13266 entry daha
  • ıslamin amerikada maalesef yukselisi

    https://www.tiktok.com/t/zprk15euc/
  • askeri diktatörlük ile yönetilen ülke, başkan bir emir veriyor evet efendim sepet efendim diyip emiri döndürüp bildiklerini okuyorlar, başkan, senatörler veya siyasi adaylar çok ileri giderse beynine mermiyi yiyor delik deşik oluyor. kimyasal silah var diye bir yalanla koca ülkeyi işgal ettiler. eskiden trump bir açıklama yapıyordu, 2 saat sonra pentagon tam tersini söylüyordu. demokratik bir ülkede askerlerin seçilmişlerin kararına karşı kendi kararlarını alması beklenemez. şimdi ise askerlerin en sevdiği tipte bir kişi başkan, bunak bir pedofili. pentagonun kuklası. demokrasiymiş. sikimin demokrasisi.
  • hayatımın yarısından fazlasını geçirdiğim ikinci vatanım. elbette mükemmel bir ülke değil ama kesinlikle çok eğlenceli bir ülke. belki avrupa ulkeleri gibi köklü bir tarihe sahip değiliz ama kendimize has bir yaşam döngümuz var. yaşaması eğlenceli, insanları sıcak kanlı, gezmesi çok keyifli, kendi sınırları içerisinde olabildiğince güzel ama dünya ülkeleri adına leş bir politika sergileyen karmakarışık bir coğrafya. ne bazılarının dediği gibi berbat bir yer, ne de yine bazılarının dediği gibi hayaller ülkesi. bir yazar "bu ülkede hakkınızı aramak zorunda kalmazsınız, bak ben kendime corvette stingray aldım" gibi zevzek bir laf etmişti bu başlık hakkında. normaldir "tok tavuk kendisini darı ambarında sanır. bu ülkede de hakkınız aramak zorunda kalırsınız, daha geçen sene starbucks, sırf sendikali olmak istiyorlar diye yüzlerce çalışanını işten çıkardı. yaşı 75 ve üstü olanları marketlerde çalışırken görürsünüz, sağlık sigortası olmadığı için büyük borçların altında ezilenleri... dedim ya burasıda her ülke gibi iyi ve kötü yanları olan bir ülke. ne yerin dibine şokun ne de göklere çıkarın.
  • (bkz: #164509833)
  • artık geldiğimiz noktada söyleyebiliriz ki, israil lobisi amerika’yı kuklası yapmış, burnuna tasma takmış bir oraya bir buraya götürüyor. en son biden bile utandı herhalde, israil refah bölgesine askeri operasyon yaparsa, silah yardımını keseceğim dedi. hemen arkasından cumhuriyetçiler sen bizim onayladığımız yardımı nasıl iptal ediyorsun, impeachment mı istiyorsun sen hayırdır dediler.
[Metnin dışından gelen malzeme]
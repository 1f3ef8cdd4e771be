//! # Draw — Replaying a DrawList on the GPU
//!
//! ```text
//! render(frame, list)
//!   ├─ 1. depth texture follows the surface size
//!   ├─ 2. FrameParams → frame uniform (group 0)
//!   ├─ 3. one ObjectUniform per command → dynamic buffer (group 1)
//!   └─ 4. render pass, commands in list order
//!         Lit    → mesh or ground pipeline, material group 2, draw
//!         Shadow → shadow pipeline, draw the same mesh flattened
//! ```
//!
//! Commands keep their order, so each entity's shadow directly follows the
//! entity itself, exactly as the scene emitted them.

use super::library::ModelLibrary;
use super::pipeline::Pipelines;
use super::vertex::{FrameUniform, ObjectUniform};
use crate::asset::ModelId;
use crate::draw::{DrawCommand, DrawList};
use crate::render::pass::{ClearColor, FrameContext};

#[derive(Clone, Copy, PartialEq, Eq)]
enum Bound {
    Mesh,
    Ground,
    Shadow,
}

pub(crate) fn render_draw_list(
    pipelines: &mut Pipelines,
    library: &ModelLibrary,
    frame: &mut FrameContext<'_>,
    list: &DrawList,
    clear: ClearColor,
) {
    let gpu = frame.gpu;

    // ── 1. Depth ────────────────────────────────────────────────────────
    let (w, h) = gpu.surface_size();
    pipelines.resize_depth_if_needed(&gpu.device, w, h);

    // ── 2. Frame uniform ────────────────────────────────────────────────
    if let Some(params) = &list.frame {
        let uniform = FrameUniform::from(params);
        gpu.queue
            .write_buffer(&pipelines.frame_buffer, 0, bytemuck::cast_slice(&[uniform]));
    }

    // ── 3. Object uniforms ──────────────────────────────────────────────
    let count = list.commands.len();
    let stride = pipelines.ensure_object_capacity(&gpu.device, count) as usize;
    if count > 0 {
        let mut data = vec![0u8; stride * count];
        for (i, command) in list.commands.iter().enumerate() {
            let uniform = match command {
                DrawCommand::Lit { transforms, .. } => ObjectUniform::from(transforms),
                DrawCommand::Shadow { model_matrix, .. } => ObjectUniform::shadow(*model_matrix),
            };
            let bytes = bytemuck::bytes_of(&uniform);
            data[i * stride..i * stride + bytes.len()].copy_from_slice(bytes);
        }
        gpu.queue.write_buffer(&pipelines.object_buffer, 0, &data);
    }

    // ── 4. Render pass ──────────────────────────────────────────────────
    let mut pass = frame.encoder.begin_render_pass(&wgpu::RenderPassDescriptor {
        label: Some("scene pass"),
        color_attachments: &[Some(wgpu::RenderPassColorAttachment {
            view: &frame.view,
            resolve_target: None,
            ops: wgpu::Operations {
                load: wgpu::LoadOp::Clear(clear.into()),
                store: wgpu::StoreOp::Store,
            },
            depth_slice: None,
        })],
        depth_stencil_attachment: Some(wgpu::RenderPassDepthStencilAttachment {
            view: &pipelines.depth_view,
            depth_ops: Some(wgpu::Operations {
                load: wgpu::LoadOp::Clear(1.0),
                store: wgpu::StoreOp::Store,
            }),
            stencil_ops: None,
        }),
        timestamp_writes: None,
        occlusion_query_set: None,
    });

    if list.frame.is_none() {
        return;
    }
    pass.set_bind_group(0, &pipelines.frame_bind_group, &[]);

    let mut bound: Option<Bound> = None;
    for (i, command) in list.commands.iter().enumerate() {
        let offset = (i * stride) as u32;
        let entry = library.get(command.model());
        let wanted = match command {
            DrawCommand::Lit { model: ModelId::Ground, .. } => Bound::Ground,
            DrawCommand::Lit { .. } => Bound::Mesh,
            // The ground's vertices do not fit the shadow layout; it never
            // casts one anyway.
            DrawCommand::Shadow { model: ModelId::Ground, .. } => continue,
            DrawCommand::Shadow { .. } => Bound::Shadow,
        };

        if bound != Some(wanted) {
            pass.set_pipeline(match wanted {
                Bound::Mesh => &pipelines.mesh,
                Bound::Ground => &pipelines.ground,
                Bound::Shadow => &pipelines.shadow,
            });
            bound = Some(wanted);
        }

        pass.set_bind_group(1, &pipelines.object_bind_group, &[offset]);
        if !command.is_shadow() {
            pass.set_bind_group(2, &entry.material, &[]);
        }
        entry.mesh.draw(&mut pass);
    }
}
//! `tigger [config.json]`
//!
//! Keys: I/K fly, J/L turn the camera, A/D aim, C ready a shot, F fire it,
//! G heavier spheres, Escape quits. Set `RUST_LOG=debug` for more output.

use std::path::PathBuf;

use tigger::config::GameConfig;

fn main() {
    env_logger::Builder::new()
        .filter_level(log::LevelFilter::Info)
        .parse_default_env()
        .init();

    if let Err(err) = run() {
        log::error!("{err}");
        std::process::exit(1);
    }
}

fn run() -> tigger::Result<()> {
    let (config, source) = GameConfig::resolve(std::env::args_os().nth(1).map(PathBuf::from))?;
    match &source {
        Some(path) => log::info!("config: {}", path.display()),
        None => log::info!("config: built-in defaults"),
    }
    tigger::window::run(config)
}
//! # Vertex — Buffer Layouts and Uniform Blocks
//!
//! ## Vertex Buffers
//!
//! ```text
//! MeshVertex (32 bytes)                     GroundVertex (32 bytes)
//! ┌──────────┬──────────┬────────┐          ┌──────────────┬──────────┬─────┐
//! │ position │ normal   │ uv     │          │ position     │ normal   │ pad │
//! │ f32 × 3  │ f32 × 3  │ f32 × 2│          │ f32 × 4      │ f32 × 3  │ f32 │
//! │ loc 0    │ loc 1    │ loc 2  │          │ loc 0        │ loc 1    │     │
//! └──────────┴──────────┴────────┘          └──────────────┴──────────┴─────┘
//! ```
//!
//! The ground keeps a homogeneous position so its outer corners can sit at
//! infinity (w = 0).
//!
//! ## Uniform Blocks
//!
//! | Group | Block           | Changes       | Size  |
//! |-------|-----------------|---------------|-------|
//! | 0     | `FrameUniform`  | once / frame  | 208 B |
//! | 1     | `ObjectUniform` | per draw, dynamic offset | 192 B |
//! | 2     | `MaterialUniform` + texture + sampler | per model | 48 B |
//!
//! Every member is a `vec4` or `mat4x4` (or a `vec3` followed by an `f32`)
//! so the Rust structs match WGSL's uniform layout without hidden padding.

use bytemuck::{Pod, Zeroable};

use crate::asset::shapes::GroundVertex;
use crate::asset::MeshVertex;
use crate::draw::FrameParams;
use crate::light::Light;
use crate::material::Material;
use crate::math::Mat4;
use crate::transform::ObjectTransforms;

pub(crate) const MESH_VERTEX_LAYOUT: wgpu::VertexBufferLayout<'static> = wgpu::VertexBufferLayout {
    array_stride: std::mem::size_of::<MeshVertex>() as wgpu::BufferAddress,
    step_mode: wgpu::VertexStepMode::Vertex,
    attributes: &[
        // position: vec3<f32>
        wgpu::VertexAttribute {
            offset: 0,
            shader_location: 0,
            format: wgpu::VertexFormat::Float32x3,
        },
        // normal: vec3<f32>
        wgpu::VertexAttribute {
            offset: 12,
            shader_location: 1,
            format: wgpu::VertexFormat::Float32x3,
        },
        // uv: vec2<f32>
        wgpu::VertexAttribute {
            offset: 24,
            shader_location: 2,
            format: wgpu::VertexFormat::Float32x2,
        },
    ],
};

pub(crate) const GROUND_VERTEX_LAYOUT: wgpu::VertexBufferLayout<'static> = wgpu::VertexBufferLayout {
    array_stride: std::mem::size_of::<GroundVertex>() as wgpu::BufferAddress,
    step_mode: wgpu::VertexStepMode::Vertex,
    attributes: &[
        // position: vec4<f32>
        wgpu::VertexAttribute {
            offset: 0,
            shader_location: 0,
            format: wgpu::VertexFormat::Float32x4,
        },
        // normal: vec3<f32>
        wgpu::VertexAttribute {
            offset: 16,
            shader_location: 1,
            format: wgpu::VertexFormat::Float32x3,
        },
    ],
};

/// One light as the shaders see it.
#[repr(C)]
#[derive(Debug, Clone, Copy, PartialEq, Pod, Zeroable)]
pub(crate) struct LightData {
    pub ambient: [f32; 4],
    pub emitted: [f32; 4],
    /// w = 1 point, w = 0 directional.
    pub position: [f32; 4],
}

impl From<&Light> for LightData {
    fn from(light: &Light) -> Self {
        Self {
            ambient: light.ambient.extend(1.0).to_array(),
            emitted: light.emitted.extend(1.0).to_array(),
            position: light.position.to_array(),
        }
    }
}

/// Group 0: camera, both lights and the shadow projection.
#[repr(C)]
#[derive(Debug, Clone, Copy, PartialEq, Pod, Zeroable)]
pub(crate) struct FrameUniform {
    pub view_proj: [[f32; 4]; 4],
    pub eye: [f32; 4],
    pub key_light: LightData,
    pub spotlight: LightData,
    pub shadow_light: [f32; 4],
    /// x = plane height; yzw unused.
    pub shadow_plane: [f32; 4],
}

impl From<&FrameParams> for FrameUniform {
    fn from(p: &FrameParams) -> Self {
        Self {
            view_proj: p.view_projection.to_cols_array_2d(),
            eye: p.eye.extend(1.0).to_array(),
            key_light: LightData::from(&p.key_light),
            spotlight: LightData::from(&p.spotlight),
            shadow_light: p.shadow_light.to_array(),
            shadow_plane: [p.shadow_plane_y, 0.0, 0.0, 0.0],
        }
    }
}

/// Group 1: per-draw matrices.
#[repr(C)]
#[derive(Debug, Clone, Copy, PartialEq, Pod, Zeroable)]
pub(crate) struct ObjectUniform {
    pub model: [[f32; 4]; 4],
    pub inverse_model: [[f32; 4]; 4],
    pub mvp: [[f32; 4]; 4],
}

impl From<&ObjectTransforms> for ObjectUniform {
    fn from(t: &ObjectTransforms) -> Self {
        Self {
            model: t.model.to_cols_array_2d(),
            inverse_model: t.inverse_model.to_cols_array_2d(),
            mvp: t.mvp.to_cols_array_2d(),
        }
    }
}

impl ObjectUniform {
    /// The shadow pass reads only `model`.
    pub fn shadow(model: Mat4) -> Self {
        Self {
            model: model.to_cols_array_2d(),
            inverse_model: Mat4::IDENTITY.to_cols_array_2d(),
            mvp: Mat4::IDENTITY.to_cols_array_2d(),
        }
    }
}

/// Group 2: Blinn–Phong coefficients.
#[repr(C)]
#[derive(Debug, Clone, Copy, PartialEq, Pod, Zeroable)]
pub(crate) struct MaterialUniform {
    pub ka: [f32; 4],
    pub kd: [f32; 4],
    pub ks: [f32; 3],
    pub shininess: f32,
}

impl From<&Material> for MaterialUniform {
    fn from(m: &Material) -> Self {
        Self {
            ka: m.ka.extend(1.0).to_array(),
            kd: m.kd.extend(1.0).to_array(),
            ks: m.ks.to_array(),
            shininess: m.shininess,
        }
    }
}

#[cfg(test)]
mod tests {
    use super::*;
    use crate::math::{Vec3, Vec4};

    #[test]
    fn uniform_sizes_match_wgsl() {
        assert_eq!(std::mem::size_of::<LightData>(), 48);
        assert_eq!(std::mem::size_of::<FrameUniform>(), 208);
        assert_eq!(std::mem::size_of::<ObjectUniform>(), 192);
        assert_eq!(std::mem::size_of::<MaterialUniform>(), 48);
        assert_eq!(std::mem::size_of::<GroundVertex>(), 32);
    }

    #[test]
    fn frame_uniform_carries_light_kind_in_w() {
        let params = FrameParams {
            view_projection: Mat4::IDENTITY,
            eye: Vec3::new(0.0, 0.0, 2.0),
            key_light: Light::directional(Vec3::new(0.0, 20.0, 15.0)),
            spotlight: Light::point(Vec3::new(1.0, 10.0, 2.0)),
            shadow_light: Vec4::new(0.0, 100.0, 0.0, 1.0),
            shadow_plane_y: -0.999,
        };
        let u = FrameUniform::from(&params);
        assert_eq!(u.key_light.position[3], 0.0);
        assert_eq!(u.spotlight.position, [1.0, 10.0, 2.0, 1.0]);
        assert_eq!(u.shadow_plane[0], -0.999);
        assert_eq!(u.eye, [0.0, 0.0, 2.0, 1.0]);
    }

    #[test]
    fn material_uniform_packs_shininess_after_ks() {
        let u = MaterialUniform::from(&Material::default());
        assert_eq!(u.ks, [0.3, 0.3, 0.3]);
        assert_eq!(u.shininess, 50.0);
    }
}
    hayır arada burada da görüyorum, israil’in amerika tarafından böyle ölümüne savunulmasının amerika’nın çıkarına olduğunu bu yüzden amerika’nın çıkarları gereği normal hareket ettiğini yazan yazılar. bu düşünceleri küçümsemiyorum. herkes bir şekilde düşünüyor en nihayetinde. ama bence amerika’nın israil’i ölümüne desteklemesi amerika’nın çıkarlarına ters. bu entry de bunu açıklayacak.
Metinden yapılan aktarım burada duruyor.